─── TASK MATERIAL

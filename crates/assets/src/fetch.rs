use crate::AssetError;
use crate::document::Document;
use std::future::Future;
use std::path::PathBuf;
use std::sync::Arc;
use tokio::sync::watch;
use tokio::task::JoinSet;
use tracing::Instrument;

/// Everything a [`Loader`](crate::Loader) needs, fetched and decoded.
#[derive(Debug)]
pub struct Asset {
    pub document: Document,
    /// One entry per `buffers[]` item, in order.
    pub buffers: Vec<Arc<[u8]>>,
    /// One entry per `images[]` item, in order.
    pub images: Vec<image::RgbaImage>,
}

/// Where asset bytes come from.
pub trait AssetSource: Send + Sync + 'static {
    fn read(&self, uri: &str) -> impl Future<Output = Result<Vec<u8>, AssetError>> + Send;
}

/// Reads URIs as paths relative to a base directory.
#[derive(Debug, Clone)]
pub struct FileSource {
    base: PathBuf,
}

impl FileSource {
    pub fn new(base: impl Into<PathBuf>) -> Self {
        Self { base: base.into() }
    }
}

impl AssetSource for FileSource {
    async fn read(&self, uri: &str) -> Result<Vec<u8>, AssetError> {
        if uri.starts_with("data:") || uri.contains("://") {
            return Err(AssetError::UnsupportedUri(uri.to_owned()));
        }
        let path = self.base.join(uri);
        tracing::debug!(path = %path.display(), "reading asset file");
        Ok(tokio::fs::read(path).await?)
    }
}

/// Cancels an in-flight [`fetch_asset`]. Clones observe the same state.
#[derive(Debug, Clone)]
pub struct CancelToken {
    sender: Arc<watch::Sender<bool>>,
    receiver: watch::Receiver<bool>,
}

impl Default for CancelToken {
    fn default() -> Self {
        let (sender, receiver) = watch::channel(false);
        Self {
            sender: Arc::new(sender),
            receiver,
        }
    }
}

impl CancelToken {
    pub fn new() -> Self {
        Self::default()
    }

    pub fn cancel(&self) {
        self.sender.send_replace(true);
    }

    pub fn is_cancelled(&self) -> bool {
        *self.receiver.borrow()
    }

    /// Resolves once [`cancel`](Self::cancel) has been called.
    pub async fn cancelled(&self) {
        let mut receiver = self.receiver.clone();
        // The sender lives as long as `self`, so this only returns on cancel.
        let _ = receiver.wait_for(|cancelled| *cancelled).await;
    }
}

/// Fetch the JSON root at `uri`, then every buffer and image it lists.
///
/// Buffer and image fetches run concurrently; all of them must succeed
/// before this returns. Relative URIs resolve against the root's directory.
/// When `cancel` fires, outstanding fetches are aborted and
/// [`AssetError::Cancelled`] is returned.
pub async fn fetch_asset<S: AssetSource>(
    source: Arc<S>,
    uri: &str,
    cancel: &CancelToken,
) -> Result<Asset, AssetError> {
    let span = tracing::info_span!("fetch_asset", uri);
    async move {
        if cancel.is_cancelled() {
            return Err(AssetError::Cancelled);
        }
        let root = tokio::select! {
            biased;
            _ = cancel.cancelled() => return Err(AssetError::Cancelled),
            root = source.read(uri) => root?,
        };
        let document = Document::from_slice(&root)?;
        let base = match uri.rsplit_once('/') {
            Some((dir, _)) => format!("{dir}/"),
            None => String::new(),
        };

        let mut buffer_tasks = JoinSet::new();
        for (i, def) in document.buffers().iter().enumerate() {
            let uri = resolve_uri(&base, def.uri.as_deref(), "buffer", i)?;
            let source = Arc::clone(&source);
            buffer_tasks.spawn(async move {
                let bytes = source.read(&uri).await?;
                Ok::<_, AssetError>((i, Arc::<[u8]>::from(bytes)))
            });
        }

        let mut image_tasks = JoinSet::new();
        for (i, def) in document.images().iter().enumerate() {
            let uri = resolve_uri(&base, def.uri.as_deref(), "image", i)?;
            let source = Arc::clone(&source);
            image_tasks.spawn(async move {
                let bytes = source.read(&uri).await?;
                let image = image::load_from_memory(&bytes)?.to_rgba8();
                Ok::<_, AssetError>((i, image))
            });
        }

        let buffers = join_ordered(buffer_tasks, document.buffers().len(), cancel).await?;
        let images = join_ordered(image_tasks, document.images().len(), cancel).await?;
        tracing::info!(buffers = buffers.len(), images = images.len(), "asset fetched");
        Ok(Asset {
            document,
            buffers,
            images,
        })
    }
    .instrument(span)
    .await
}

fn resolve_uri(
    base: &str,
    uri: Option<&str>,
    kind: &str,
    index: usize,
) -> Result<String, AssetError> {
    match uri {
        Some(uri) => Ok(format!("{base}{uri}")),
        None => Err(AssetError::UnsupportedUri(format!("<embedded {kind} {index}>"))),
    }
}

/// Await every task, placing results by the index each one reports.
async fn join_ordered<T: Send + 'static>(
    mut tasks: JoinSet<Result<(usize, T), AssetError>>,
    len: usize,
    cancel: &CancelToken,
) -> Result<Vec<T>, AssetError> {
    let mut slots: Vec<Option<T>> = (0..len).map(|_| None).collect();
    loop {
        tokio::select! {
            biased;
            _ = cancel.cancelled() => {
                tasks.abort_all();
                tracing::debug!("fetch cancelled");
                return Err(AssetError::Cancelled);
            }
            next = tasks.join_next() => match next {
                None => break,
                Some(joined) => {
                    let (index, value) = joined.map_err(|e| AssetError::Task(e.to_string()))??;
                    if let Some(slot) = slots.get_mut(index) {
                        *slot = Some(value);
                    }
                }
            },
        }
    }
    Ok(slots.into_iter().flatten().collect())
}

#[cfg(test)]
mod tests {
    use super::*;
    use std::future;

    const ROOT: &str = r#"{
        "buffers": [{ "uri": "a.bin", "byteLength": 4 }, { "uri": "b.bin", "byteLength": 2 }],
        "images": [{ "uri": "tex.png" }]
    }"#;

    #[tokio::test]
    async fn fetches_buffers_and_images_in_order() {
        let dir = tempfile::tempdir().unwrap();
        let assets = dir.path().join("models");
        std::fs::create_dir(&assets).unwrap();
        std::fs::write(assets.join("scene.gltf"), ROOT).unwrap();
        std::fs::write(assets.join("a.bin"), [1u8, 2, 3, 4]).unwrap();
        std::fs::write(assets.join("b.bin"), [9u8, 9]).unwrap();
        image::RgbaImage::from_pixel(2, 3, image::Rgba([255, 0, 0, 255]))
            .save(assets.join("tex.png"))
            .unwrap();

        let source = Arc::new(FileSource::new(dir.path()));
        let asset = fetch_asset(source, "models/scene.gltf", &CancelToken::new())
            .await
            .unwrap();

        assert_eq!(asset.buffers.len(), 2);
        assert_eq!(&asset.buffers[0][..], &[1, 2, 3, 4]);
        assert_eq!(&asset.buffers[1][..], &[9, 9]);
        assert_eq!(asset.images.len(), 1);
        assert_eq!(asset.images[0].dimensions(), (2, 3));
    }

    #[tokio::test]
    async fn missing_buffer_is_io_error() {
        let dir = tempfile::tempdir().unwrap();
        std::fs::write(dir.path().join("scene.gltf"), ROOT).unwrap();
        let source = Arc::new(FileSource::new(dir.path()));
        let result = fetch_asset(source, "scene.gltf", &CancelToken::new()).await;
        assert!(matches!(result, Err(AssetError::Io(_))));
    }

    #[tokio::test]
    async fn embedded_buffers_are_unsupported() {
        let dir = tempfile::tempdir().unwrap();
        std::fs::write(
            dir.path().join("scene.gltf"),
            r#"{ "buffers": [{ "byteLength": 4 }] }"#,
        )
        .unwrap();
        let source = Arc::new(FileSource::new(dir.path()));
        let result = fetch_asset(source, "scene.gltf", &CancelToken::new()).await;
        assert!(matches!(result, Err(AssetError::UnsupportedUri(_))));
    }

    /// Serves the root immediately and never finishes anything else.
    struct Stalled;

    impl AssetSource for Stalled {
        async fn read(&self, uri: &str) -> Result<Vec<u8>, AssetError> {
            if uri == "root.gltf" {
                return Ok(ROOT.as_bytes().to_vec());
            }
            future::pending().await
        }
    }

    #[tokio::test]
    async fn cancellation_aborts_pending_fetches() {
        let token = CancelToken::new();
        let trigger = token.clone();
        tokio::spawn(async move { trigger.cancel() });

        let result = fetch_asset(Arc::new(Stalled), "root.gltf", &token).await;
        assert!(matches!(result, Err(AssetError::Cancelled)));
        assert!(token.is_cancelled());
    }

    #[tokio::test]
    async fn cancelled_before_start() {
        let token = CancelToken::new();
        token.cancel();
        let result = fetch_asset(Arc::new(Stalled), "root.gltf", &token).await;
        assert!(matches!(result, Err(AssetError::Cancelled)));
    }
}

──────
─── TASK MATERIAL

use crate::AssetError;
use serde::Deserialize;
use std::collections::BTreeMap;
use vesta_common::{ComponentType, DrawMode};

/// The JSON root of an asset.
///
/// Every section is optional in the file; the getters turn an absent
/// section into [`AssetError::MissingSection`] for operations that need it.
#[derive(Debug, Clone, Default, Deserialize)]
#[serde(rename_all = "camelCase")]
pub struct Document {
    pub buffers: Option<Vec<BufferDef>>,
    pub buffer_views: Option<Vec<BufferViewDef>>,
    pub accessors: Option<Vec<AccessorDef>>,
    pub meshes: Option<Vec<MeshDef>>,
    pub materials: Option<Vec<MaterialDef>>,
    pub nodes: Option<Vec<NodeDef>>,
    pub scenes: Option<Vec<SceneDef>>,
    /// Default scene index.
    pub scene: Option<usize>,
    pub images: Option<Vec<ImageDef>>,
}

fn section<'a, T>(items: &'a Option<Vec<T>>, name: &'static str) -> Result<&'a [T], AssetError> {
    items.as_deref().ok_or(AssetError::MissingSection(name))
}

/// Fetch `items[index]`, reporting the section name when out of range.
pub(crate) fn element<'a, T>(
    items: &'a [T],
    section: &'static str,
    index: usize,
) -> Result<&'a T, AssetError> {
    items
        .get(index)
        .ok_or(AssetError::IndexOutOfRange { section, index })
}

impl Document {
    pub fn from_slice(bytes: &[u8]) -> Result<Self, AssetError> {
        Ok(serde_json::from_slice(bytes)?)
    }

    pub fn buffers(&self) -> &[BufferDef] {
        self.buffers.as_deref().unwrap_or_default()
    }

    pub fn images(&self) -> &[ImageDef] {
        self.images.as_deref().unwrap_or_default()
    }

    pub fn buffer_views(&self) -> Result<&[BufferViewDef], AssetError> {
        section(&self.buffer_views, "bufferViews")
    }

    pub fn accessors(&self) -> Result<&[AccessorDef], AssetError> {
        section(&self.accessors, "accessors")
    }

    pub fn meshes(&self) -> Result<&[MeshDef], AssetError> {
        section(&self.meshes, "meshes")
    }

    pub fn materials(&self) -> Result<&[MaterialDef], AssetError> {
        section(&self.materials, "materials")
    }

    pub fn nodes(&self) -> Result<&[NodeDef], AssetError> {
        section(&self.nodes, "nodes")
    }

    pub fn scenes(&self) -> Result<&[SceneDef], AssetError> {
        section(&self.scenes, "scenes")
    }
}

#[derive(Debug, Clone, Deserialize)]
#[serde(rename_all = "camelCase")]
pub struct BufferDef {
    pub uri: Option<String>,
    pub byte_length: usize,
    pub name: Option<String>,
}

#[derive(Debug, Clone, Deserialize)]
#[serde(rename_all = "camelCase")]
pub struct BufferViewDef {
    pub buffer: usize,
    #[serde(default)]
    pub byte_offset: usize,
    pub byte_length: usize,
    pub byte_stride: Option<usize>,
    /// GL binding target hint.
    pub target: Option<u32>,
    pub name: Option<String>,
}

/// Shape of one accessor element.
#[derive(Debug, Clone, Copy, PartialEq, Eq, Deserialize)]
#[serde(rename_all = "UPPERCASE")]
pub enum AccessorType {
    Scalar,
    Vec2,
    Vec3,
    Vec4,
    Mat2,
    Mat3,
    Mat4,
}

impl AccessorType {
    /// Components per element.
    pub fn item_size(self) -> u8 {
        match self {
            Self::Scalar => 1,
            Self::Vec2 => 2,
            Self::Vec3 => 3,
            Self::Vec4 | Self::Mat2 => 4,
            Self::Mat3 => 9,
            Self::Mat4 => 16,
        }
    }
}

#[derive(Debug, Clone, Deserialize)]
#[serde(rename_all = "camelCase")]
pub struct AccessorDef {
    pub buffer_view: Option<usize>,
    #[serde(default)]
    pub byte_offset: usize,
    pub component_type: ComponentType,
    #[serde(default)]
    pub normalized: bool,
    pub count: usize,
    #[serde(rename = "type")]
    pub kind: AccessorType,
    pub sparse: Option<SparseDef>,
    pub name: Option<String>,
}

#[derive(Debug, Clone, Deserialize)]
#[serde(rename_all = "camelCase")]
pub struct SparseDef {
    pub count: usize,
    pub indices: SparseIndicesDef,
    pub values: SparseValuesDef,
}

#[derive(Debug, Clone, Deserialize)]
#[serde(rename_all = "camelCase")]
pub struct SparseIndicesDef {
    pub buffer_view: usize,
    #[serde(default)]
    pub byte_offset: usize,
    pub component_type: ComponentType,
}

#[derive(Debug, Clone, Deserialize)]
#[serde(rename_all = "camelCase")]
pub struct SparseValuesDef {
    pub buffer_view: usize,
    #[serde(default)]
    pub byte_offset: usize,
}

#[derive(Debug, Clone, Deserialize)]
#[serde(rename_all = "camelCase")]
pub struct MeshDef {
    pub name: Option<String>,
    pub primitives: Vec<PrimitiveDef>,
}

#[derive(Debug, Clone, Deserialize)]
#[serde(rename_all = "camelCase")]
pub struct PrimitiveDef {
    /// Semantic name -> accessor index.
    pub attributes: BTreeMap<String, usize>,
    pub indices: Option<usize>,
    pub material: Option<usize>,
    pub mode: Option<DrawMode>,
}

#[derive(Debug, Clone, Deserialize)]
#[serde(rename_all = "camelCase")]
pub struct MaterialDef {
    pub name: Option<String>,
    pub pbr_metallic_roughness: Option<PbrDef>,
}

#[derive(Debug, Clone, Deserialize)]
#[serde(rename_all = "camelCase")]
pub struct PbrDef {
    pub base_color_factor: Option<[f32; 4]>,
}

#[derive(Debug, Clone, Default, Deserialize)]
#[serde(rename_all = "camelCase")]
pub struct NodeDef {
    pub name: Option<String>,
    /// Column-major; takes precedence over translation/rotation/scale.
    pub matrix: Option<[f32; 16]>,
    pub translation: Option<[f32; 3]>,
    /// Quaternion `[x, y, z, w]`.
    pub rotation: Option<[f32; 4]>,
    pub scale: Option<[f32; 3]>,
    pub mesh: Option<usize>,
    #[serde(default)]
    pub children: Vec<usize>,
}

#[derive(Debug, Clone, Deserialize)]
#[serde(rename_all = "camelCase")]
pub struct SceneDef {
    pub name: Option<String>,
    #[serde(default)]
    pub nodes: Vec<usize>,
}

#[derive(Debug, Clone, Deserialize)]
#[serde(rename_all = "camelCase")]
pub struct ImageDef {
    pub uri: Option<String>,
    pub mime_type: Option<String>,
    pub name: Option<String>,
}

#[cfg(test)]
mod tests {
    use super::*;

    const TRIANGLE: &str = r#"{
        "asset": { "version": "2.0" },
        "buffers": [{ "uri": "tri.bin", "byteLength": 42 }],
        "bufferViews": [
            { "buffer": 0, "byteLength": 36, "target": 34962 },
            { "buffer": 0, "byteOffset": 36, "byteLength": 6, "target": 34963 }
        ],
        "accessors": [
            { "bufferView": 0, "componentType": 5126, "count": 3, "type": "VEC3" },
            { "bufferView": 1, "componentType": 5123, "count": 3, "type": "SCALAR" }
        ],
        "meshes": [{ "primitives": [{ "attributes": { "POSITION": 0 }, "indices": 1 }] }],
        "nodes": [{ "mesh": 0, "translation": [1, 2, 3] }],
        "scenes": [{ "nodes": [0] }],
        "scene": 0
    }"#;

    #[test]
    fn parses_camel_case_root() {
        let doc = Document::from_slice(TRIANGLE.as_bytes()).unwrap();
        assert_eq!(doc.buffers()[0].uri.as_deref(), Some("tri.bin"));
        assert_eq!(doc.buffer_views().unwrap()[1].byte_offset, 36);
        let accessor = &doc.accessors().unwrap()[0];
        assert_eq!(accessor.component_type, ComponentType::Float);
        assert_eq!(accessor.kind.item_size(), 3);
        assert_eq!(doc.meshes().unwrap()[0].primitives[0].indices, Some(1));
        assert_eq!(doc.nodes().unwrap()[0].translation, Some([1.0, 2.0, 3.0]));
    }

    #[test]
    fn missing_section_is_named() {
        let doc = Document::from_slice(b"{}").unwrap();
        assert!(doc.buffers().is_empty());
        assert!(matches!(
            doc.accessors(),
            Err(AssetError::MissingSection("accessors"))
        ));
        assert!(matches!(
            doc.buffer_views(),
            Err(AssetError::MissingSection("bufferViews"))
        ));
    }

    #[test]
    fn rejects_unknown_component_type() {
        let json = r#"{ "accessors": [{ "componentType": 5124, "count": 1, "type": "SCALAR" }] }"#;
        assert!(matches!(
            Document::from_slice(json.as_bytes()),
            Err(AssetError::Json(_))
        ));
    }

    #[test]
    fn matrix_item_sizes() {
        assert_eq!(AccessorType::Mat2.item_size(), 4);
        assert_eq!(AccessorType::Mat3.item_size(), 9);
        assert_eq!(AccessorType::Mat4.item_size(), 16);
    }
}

──────

▶ WHAT IS EXPECTED
Starting at the line above that holds "filename crates/assets/src/fetch.rs" and ending at the line that holds "use tracing::Instrument;", transcribe each line exactly and include no other lines.

▶ ANSWER FOR THIS EXERCISE
filename crates/assets/src/fetch.rs
use crate::AssetError;
use crate::document::Document;
use std::future::Future;
use std::path::PathBuf;
use std::sync::Arc;
use tokio::sync::watch;
use tokio::task::JoinSet;
use tracing::Instrument;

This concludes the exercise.